** Source information follows **

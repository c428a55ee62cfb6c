//! Core authorization types and utilities.
//!
//! This module provides the fundamental types used for authorization throughout
//! the system, including permissions, access decisions, and results.

use std::borrow::Cow;
use std::future::Future;

use markaz_postgres::PgConn;
use markaz_postgres::model::Student;
use markaz_postgres::types::UserRole;
use strum::{EnumIter, EnumString, IntoEnumIterator};
use uuid::Uuid;

use crate::TRACING_TARGET_AUTHORIZATION;
use crate::handler::{ErrorKind, Result};

/// Authorization surface implemented by authenticated principals.
///
/// Handlers go through this trait instead of branching on roles ad hoc, so
/// the whole role policy lives in one place.
pub trait AccessPolicy {
    /// Requires the given permission, returning `403 Forbidden` otherwise.
    fn authorize(&self, permission: Permission) -> Result<()>;

    /// Authorizes a student-scoped operation for the given student.
    ///
    /// Resolves the student (absent students surface as `404 Not Found`) and,
    /// for instructors, the student's group, then delegates to
    /// [`student_scoped_access`]. Returns the student on success so handlers
    /// don't have to look it up twice.
    fn authorize_student_access(
        &self,
        conn: &mut PgConn,
        student_id: Uuid,
        permission: Permission,
    ) -> impl Future<Output = Result<Student>> + Send;
}

/// Granular permissions for authorization checks.
#[derive(Debug, Clone, Copy, PartialEq, Eq, Hash)]
#[derive(EnumIter, EnumString)]
pub enum Permission {
    // Group permissions
    /// Can view study groups.
    ViewGroups,
    /// Can create new study groups.
    CreateGroups,

    // Student permissions
    /// Can view enrolled students.
    ViewStudents,
    /// Can enroll new students.
    CreateStudents,

    // Record permissions
    /// Can view attendance records.
    ViewAttendance,
    /// Can record attendance for students.
    RecordAttendance,
    /// Can view score records.
    ViewScores,
    /// Can record scores for students.
    RecordScores,
}

impl Permission {
    /// Checks if the given role satisfies this permission requirement.
    ///
    /// Student-scoped permissions are further restricted for instructors to
    /// students of their own groups; see [`student_scoped_access`].
    pub const fn is_permitted_by_role(self, role: UserRole) -> bool {
        use UserRole::{Administrator, Instructor, Learner, Owner};

        match self {
            // Read permissions are open to every authenticated account
            Self::ViewGroups | Self::ViewStudents | Self::ViewAttendance | Self::ViewScores => {
                matches!(role, Learner | Instructor | Administrator | Owner)
            }

            // Record permissions require teaching or management roles
            Self::RecordAttendance | Self::RecordScores => {
                matches!(role, Instructor | Administrator | Owner)
            }

            // Management permissions
            Self::CreateGroups | Self::CreateStudents => matches!(role, Administrator | Owner),
        }
    }

    /// Returns the minimum role required for this permission.
    #[must_use]
    pub const fn minimum_required_role(self) -> UserRole {
        match self {
            Self::ViewGroups | Self::ViewStudents | Self::ViewAttendance | Self::ViewScores => {
                UserRole::Learner
            }
            Self::RecordAttendance | Self::RecordScores => UserRole::Instructor,
            Self::CreateGroups | Self::CreateStudents => UserRole::Administrator,
        }
    }

    /// Returns true if this is a read-only permission that doesn't modify anything.
    #[must_use]
    pub const fn is_read_only(self) -> bool {
        matches!(
            self,
            Self::ViewGroups | Self::ViewStudents | Self::ViewAttendance | Self::ViewScores
        )
    }

    /// Returns true if this permission is restricted to an instructor's own
    /// groups when held by an instructor.
    #[must_use]
    pub const fn is_group_scoped(self) -> bool {
        matches!(
            self,
            Self::ViewStudents | Self::RecordAttendance | Self::RecordScores
        )
    }

    /// Returns all permissions available to the given role.
    pub fn permissions_for_role(role: UserRole) -> Vec<Self> {
        Self::iter()
            .filter(|perm| perm.is_permitted_by_role(role))
            .collect()
    }
}

/// Result of an authorization check with detailed information.
#[derive(Debug, Clone, PartialEq, Eq)]
pub struct AuthResult {
    pub granted: bool,
    pub reason: Option<Cow<'static, str>>,
}

impl AuthResult {
    /// Creates a granted authorization result.
    pub const fn granted() -> Self {
        Self {
            granted: true,
            reason: None,
        }
    }

    /// Creates a denied authorization result with a reason.
    pub fn denied(reason: impl Into<Cow<'static, str>>) -> Self {
        Self {
            granted: false,
            reason: Some(reason.into()),
        }
    }

    /// Converts the result to a `Result` type, returning an error if access is denied.
    pub fn into_result(self) -> Result<()> {
        if self.granted {
            Ok(())
        } else {
            let error = match self.reason {
                Some(reason) => ErrorKind::Forbidden.with_context(reason).into_static(),
                None => ErrorKind::Forbidden.into_error(),
            };
            Err(error)
        }
    }
}

/// Decides whether a principal may act on a single student's record.
///
/// Management roles are granted unconditionally. Instructors are granted only
/// when they teach the group the student is enrolled in, which is why the
/// caller must resolve `group_instructor_id` through the student's group.
/// Learners keep read access but can never record.
pub fn student_scoped_access(
    permission: Permission,
    role: UserRole,
    principal_id: Uuid,
    group_instructor_id: Option<Uuid>,
) -> AuthResult {
    if role.is_management() {
        return AuthResult::granted();
    }

    if role.is_instructor() {
        return match group_instructor_id {
            Some(instructor_id) if instructor_id == principal_id => AuthResult::granted(),
            Some(_) => {
                tracing::debug!(
                    target: TRACING_TARGET_AUTHORIZATION,
                    principal_id = %principal_id,
                    permission = ?permission,
                    "instructor denied: student belongs to another instructor's group"
                );
                AuthResult::denied("Student is not enrolled in one of your groups")
            }
            None => AuthResult::denied("Student is not enrolled in any of your groups"),
        };
    }

    if permission.is_read_only() {
        return AuthResult::granted();
    }

    AuthResult::denied("Role does not permit recording student data")
}

#[cfg(test)]
mod tests {
    use super::*;

    #[test]
    fn management_can_create_groups_and_students() {
        for permission in [Permission::CreateGroups, Permission::CreateStudents] {
            assert!(permission.is_permitted_by_role(UserRole::Owner));
            assert!(permission.is_permitted_by_role(UserRole::Administrator));
            assert!(!permission.is_permitted_by_role(UserRole::Instructor));
            assert!(!permission.is_permitted_by_role(UserRole::Learner));
        }
    }

    #[test]
    fn everyone_can_read() {
        for permission in [
            Permission::ViewGroups,
            Permission::ViewStudents,
            Permission::ViewAttendance,
            Permission::ViewScores,
        ] {
            assert!(permission.is_permitted_by_role(UserRole::Learner));
            assert!(permission.is_permitted_by_role(UserRole::Owner));
        }
    }

    #[test]
    fn learners_cannot_record() {
        assert!(!Permission::RecordAttendance.is_permitted_by_role(UserRole::Learner));
        assert!(!Permission::RecordScores.is_permitted_by_role(UserRole::Learner));
    }

    #[test]
    fn student_permissions_are_group_scoped() {
        assert!(Permission::ViewStudents.is_group_scoped());
        assert!(Permission::RecordAttendance.is_group_scoped());
        assert!(Permission::RecordScores.is_group_scoped());
        assert!(!Permission::ViewGroups.is_group_scoped());
    }

    #[test]
    fn permissions_for_role_respects_hierarchy() {
        let learner = Permission::permissions_for_role(UserRole::Learner);
        let instructor = Permission::permissions_for_role(UserRole::Instructor);
        let owner = Permission::permissions_for_role(UserRole::Owner);

        assert!(learner.len() < instructor.len());
        assert!(instructor.len() < owner.len());
        assert_eq!(owner.len(), 8);
    }

    #[test]
    fn management_reaches_any_student() {
        let principal = Uuid::new_v4();

        for role in [UserRole::Owner, UserRole::Administrator] {
            for permission in [Permission::ViewStudents, Permission::RecordScores] {
                assert!(student_scoped_access(permission, role, principal, None).granted);
                let other = Some(Uuid::new_v4());
                assert!(student_scoped_access(permission, role, principal, other).granted);
            }
        }
    }

    #[test]
    fn instructor_records_own_students_only() {
        let principal = Uuid::new_v4();
        let permission = Permission::RecordAttendance;

        let own =
            student_scoped_access(permission, UserRole::Instructor, principal, Some(principal));
        assert!(own.granted);

        let other = student_scoped_access(
            permission,
            UserRole::Instructor,
            principal,
            Some(Uuid::new_v4()),
        );
        assert!(!other.granted);
        assert!(other.into_result().is_err());

        let unenrolled = student_scoped_access(permission, UserRole::Instructor, principal, None);
        assert!(!unenrolled.granted);
    }

    #[test]
    fn instructor_views_own_students_only() {
        let principal = Uuid::new_v4();
        let permission = Permission::ViewStudents;

        let own =
            student_scoped_access(permission, UserRole::Instructor, principal, Some(principal));
        assert!(own.granted);

        let other = student_scoped_access(
            permission,
            UserRole::Instructor,
            principal,
            Some(Uuid::new_v4()),
        );
        assert!(!other.granted);
        assert_eq!(
            other
                .into_result()
                .expect_err("must deny viewing another instructor's student")
                .kind(),
            ErrorKind::Forbidden
        );

        let unenrolled = student_scoped_access(permission, UserRole::Instructor, principal, None);
        assert!(!unenrolled.granted);
    }

    #[test]
    fn learner_reads_but_never_records() {
        let principal = Uuid::new_v4();

        let view = student_scoped_access(
            Permission::ViewStudents,
            UserRole::Learner,
            principal,
            Some(Uuid::new_v4()),
        );
        assert!(view.granted);

        let record = student_scoped_access(
            Permission::RecordScores,
            UserRole::Learner,
            principal,
            Some(principal),
        );
        assert!(!record.granted);
    }

    #[test]
    fn auth_result_conversion() {
        assert!(AuthResult::granted().into_result().is_ok());

        let denied = AuthResult::denied("Access denied").into_result();
        let error = denied.expect_err("denied result must convert to an error");
        assert_eq!(error.kind(), ErrorKind::Forbidden);
        assert_eq!(error.context(), Some("Access denied"));
    }
}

** End of Source information **

Action item: Copy out every line of the entries where the string "study" shows up.

Task response:
    /// Can view study groups.
    /// Can create new study groups.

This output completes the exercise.